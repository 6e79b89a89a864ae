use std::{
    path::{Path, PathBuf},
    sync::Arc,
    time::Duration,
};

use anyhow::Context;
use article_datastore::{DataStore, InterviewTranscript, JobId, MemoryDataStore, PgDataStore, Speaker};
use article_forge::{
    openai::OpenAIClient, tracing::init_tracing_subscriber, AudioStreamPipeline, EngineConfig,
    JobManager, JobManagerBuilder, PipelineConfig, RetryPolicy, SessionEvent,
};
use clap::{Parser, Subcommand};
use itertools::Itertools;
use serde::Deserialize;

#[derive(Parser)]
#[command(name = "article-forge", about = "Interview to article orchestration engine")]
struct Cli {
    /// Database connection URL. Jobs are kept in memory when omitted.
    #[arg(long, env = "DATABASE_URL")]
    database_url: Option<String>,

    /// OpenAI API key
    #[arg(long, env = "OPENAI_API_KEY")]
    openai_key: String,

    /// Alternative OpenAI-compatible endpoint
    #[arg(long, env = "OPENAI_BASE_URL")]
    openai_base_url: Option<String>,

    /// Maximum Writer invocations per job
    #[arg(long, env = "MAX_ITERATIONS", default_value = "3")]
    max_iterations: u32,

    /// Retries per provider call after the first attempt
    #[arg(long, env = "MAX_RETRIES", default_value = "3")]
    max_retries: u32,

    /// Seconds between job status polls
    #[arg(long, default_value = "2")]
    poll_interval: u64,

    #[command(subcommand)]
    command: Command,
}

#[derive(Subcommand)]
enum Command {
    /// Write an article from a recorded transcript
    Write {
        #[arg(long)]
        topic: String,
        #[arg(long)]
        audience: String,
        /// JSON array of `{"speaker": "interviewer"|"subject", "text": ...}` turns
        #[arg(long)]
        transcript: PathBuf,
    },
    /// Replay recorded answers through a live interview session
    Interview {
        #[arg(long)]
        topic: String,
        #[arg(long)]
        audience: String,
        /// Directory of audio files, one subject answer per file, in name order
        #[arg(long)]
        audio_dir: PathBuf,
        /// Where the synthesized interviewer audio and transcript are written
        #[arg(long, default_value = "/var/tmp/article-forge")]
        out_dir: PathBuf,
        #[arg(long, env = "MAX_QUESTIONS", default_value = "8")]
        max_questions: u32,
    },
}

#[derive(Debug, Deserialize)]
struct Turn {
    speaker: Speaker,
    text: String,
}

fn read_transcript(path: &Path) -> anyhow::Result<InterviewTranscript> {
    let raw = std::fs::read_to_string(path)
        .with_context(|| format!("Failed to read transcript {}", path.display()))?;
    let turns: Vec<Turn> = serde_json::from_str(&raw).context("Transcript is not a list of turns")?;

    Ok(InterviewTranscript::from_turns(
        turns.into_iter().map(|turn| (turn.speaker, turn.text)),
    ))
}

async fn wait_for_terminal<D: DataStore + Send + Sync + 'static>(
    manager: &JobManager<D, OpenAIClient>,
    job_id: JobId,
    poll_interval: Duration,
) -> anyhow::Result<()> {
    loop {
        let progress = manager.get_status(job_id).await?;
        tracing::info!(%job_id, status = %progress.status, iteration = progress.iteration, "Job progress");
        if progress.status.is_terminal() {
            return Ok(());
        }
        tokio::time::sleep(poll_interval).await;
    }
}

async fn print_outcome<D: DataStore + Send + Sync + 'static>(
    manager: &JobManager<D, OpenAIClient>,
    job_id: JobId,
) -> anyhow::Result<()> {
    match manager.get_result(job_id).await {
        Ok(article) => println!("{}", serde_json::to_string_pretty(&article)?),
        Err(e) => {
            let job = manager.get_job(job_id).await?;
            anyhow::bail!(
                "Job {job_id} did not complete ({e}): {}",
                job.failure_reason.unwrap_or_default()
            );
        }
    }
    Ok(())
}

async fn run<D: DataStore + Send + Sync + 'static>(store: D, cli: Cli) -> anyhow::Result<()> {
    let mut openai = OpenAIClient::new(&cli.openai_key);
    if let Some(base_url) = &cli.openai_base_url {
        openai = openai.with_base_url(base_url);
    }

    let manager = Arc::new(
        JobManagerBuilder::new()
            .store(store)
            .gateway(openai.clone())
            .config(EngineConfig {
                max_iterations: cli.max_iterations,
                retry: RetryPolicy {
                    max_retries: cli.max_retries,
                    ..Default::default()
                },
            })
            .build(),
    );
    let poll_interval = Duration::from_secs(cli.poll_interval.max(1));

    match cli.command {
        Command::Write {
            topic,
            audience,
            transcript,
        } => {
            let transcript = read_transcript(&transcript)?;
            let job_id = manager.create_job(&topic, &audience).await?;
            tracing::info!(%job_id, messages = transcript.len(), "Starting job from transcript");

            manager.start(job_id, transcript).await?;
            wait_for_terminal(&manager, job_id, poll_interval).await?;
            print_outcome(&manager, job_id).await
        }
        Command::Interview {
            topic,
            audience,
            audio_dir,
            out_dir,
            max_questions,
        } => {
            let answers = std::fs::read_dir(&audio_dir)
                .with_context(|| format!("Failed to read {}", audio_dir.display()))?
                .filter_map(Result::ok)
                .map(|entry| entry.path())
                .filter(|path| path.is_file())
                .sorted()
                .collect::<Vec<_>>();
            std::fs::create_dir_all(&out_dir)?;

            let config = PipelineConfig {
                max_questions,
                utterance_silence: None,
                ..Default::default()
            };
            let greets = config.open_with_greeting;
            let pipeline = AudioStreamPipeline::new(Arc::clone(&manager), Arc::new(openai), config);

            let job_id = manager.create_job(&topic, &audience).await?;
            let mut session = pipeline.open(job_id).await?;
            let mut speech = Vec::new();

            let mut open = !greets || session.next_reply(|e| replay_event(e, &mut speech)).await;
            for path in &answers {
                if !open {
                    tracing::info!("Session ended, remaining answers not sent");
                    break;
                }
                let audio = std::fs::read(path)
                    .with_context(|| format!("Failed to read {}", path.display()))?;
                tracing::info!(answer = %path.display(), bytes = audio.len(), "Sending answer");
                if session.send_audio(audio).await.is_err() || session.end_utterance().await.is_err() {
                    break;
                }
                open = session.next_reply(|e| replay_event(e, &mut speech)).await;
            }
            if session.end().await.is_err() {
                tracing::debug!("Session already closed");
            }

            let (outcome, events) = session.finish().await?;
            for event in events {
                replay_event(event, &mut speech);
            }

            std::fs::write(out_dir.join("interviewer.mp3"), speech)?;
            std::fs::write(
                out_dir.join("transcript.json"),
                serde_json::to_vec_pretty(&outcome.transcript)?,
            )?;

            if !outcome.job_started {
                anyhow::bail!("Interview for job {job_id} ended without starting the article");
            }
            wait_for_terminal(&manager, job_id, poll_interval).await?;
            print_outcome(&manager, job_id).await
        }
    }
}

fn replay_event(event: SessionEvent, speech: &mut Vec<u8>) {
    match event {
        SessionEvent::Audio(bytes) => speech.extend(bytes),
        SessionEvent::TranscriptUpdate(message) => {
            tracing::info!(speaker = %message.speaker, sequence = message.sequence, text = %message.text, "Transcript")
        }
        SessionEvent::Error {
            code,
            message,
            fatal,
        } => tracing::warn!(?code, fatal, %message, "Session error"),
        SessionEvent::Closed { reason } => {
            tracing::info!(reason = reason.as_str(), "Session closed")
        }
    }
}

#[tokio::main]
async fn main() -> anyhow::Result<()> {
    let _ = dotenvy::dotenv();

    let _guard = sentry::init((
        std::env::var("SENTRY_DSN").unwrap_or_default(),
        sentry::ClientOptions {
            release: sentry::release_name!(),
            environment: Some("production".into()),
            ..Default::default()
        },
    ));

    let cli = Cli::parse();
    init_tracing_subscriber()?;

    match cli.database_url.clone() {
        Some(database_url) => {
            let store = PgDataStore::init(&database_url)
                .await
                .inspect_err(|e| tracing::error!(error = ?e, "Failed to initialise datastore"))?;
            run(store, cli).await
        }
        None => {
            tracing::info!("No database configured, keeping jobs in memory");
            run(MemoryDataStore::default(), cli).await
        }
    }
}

● ● ● ● ● ● ●

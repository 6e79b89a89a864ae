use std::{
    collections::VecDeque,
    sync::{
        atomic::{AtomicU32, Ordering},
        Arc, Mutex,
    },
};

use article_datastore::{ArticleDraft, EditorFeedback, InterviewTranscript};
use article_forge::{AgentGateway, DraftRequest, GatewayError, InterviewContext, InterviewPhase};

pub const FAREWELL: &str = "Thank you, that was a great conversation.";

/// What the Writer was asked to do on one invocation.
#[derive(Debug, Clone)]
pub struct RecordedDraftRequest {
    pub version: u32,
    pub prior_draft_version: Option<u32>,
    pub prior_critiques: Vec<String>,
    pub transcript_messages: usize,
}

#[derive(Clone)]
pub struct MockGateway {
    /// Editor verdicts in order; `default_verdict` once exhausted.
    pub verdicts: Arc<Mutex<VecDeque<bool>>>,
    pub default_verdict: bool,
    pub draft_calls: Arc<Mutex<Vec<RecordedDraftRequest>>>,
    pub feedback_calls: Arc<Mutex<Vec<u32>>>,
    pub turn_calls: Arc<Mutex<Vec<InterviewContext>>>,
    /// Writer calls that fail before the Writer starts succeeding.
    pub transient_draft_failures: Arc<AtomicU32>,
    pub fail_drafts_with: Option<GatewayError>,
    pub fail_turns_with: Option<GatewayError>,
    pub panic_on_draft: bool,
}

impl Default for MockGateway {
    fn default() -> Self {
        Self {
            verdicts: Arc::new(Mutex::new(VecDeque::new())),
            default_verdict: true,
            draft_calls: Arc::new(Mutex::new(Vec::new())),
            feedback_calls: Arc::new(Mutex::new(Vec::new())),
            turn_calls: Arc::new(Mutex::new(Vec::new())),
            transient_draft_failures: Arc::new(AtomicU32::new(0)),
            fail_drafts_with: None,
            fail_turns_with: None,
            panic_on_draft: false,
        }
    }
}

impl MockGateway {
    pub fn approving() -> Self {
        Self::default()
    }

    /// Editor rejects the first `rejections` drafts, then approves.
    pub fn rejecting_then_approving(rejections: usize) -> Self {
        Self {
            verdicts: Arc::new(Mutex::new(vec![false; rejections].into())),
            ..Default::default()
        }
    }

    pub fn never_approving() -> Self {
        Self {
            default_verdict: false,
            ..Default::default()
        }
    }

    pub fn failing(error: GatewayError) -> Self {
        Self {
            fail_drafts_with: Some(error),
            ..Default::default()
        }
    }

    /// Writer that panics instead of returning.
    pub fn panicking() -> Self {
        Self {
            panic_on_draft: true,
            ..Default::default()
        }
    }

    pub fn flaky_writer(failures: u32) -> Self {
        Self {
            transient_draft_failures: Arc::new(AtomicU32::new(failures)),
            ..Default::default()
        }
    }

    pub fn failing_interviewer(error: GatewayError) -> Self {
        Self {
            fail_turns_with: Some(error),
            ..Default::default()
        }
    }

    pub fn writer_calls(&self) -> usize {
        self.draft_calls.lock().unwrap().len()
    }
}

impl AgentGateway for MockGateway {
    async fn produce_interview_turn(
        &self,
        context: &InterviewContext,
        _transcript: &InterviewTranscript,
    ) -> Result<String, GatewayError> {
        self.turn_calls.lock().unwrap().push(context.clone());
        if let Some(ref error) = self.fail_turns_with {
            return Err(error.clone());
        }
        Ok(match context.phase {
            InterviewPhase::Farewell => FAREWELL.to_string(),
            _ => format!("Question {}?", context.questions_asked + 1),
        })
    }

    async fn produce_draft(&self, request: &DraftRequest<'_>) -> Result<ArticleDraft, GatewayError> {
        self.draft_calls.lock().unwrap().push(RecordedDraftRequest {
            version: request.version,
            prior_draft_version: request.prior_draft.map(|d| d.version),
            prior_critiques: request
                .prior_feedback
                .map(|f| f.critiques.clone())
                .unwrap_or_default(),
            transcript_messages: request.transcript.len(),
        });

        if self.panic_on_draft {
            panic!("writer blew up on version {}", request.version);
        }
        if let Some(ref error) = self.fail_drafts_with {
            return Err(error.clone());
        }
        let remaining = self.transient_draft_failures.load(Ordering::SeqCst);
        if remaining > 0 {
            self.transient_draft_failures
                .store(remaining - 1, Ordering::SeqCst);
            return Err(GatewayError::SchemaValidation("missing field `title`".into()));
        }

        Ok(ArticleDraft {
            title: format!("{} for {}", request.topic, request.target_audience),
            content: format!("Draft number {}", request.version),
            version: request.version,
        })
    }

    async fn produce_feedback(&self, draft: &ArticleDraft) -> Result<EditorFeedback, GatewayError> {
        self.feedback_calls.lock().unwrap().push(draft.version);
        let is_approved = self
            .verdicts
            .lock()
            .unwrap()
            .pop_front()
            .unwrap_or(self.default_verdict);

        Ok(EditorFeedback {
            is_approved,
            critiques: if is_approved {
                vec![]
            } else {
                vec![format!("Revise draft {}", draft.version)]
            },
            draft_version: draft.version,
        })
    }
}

● ● ● ● ● ● ●

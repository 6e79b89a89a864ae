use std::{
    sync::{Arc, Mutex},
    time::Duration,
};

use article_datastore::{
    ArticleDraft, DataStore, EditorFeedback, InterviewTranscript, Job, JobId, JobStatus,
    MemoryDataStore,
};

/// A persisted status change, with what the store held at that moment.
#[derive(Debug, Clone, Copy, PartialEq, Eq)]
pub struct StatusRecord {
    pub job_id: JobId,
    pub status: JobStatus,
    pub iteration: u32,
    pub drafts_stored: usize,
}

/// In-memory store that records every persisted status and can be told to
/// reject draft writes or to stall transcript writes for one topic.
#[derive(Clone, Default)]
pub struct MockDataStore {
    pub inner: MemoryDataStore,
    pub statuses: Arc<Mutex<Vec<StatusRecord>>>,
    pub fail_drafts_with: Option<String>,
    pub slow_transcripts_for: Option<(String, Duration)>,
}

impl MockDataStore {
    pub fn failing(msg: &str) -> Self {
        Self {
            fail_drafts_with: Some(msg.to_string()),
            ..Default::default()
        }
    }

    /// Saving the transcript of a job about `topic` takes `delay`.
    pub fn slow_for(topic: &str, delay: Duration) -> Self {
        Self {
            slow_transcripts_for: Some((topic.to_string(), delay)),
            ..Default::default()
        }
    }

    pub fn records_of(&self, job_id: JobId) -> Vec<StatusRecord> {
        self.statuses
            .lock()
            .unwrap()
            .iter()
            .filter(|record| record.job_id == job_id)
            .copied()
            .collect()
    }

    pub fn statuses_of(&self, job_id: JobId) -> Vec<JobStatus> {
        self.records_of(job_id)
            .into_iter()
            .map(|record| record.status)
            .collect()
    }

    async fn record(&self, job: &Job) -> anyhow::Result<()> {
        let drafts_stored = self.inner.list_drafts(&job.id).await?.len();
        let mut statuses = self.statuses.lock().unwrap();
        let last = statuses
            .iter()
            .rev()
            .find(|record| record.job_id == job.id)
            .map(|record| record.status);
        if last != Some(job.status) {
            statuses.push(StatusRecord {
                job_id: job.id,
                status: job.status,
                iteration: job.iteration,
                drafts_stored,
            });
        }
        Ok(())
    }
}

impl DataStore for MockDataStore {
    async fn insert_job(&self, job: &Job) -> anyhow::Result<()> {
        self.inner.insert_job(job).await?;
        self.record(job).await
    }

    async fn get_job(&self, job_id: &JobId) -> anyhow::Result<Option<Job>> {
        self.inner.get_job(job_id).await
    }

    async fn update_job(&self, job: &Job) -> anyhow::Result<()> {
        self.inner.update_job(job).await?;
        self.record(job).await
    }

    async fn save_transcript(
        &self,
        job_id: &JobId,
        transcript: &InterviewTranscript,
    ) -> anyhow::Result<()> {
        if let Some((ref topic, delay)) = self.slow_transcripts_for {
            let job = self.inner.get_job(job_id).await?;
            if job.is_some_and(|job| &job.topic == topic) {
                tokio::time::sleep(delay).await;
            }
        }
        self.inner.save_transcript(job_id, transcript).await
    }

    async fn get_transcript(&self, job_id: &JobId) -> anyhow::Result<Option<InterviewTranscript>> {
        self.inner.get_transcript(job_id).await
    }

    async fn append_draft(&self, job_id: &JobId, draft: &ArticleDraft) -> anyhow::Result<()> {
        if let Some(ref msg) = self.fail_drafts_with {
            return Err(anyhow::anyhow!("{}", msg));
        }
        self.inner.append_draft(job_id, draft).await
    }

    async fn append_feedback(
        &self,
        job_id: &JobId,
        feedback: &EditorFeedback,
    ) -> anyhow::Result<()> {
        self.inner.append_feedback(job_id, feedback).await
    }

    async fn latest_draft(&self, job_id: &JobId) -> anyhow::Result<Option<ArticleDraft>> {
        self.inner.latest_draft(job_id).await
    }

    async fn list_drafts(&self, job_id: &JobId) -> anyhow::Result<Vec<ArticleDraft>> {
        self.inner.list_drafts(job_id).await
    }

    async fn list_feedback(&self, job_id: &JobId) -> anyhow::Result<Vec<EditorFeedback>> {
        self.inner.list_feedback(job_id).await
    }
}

● ● ● ● ● ● ●

■ PROBLEM DESCRIPTION ■
Find out how many lines in the entries above hold "PathBuf", then reply with that figure and nothing else.

■ TASK RESPONSE ■
4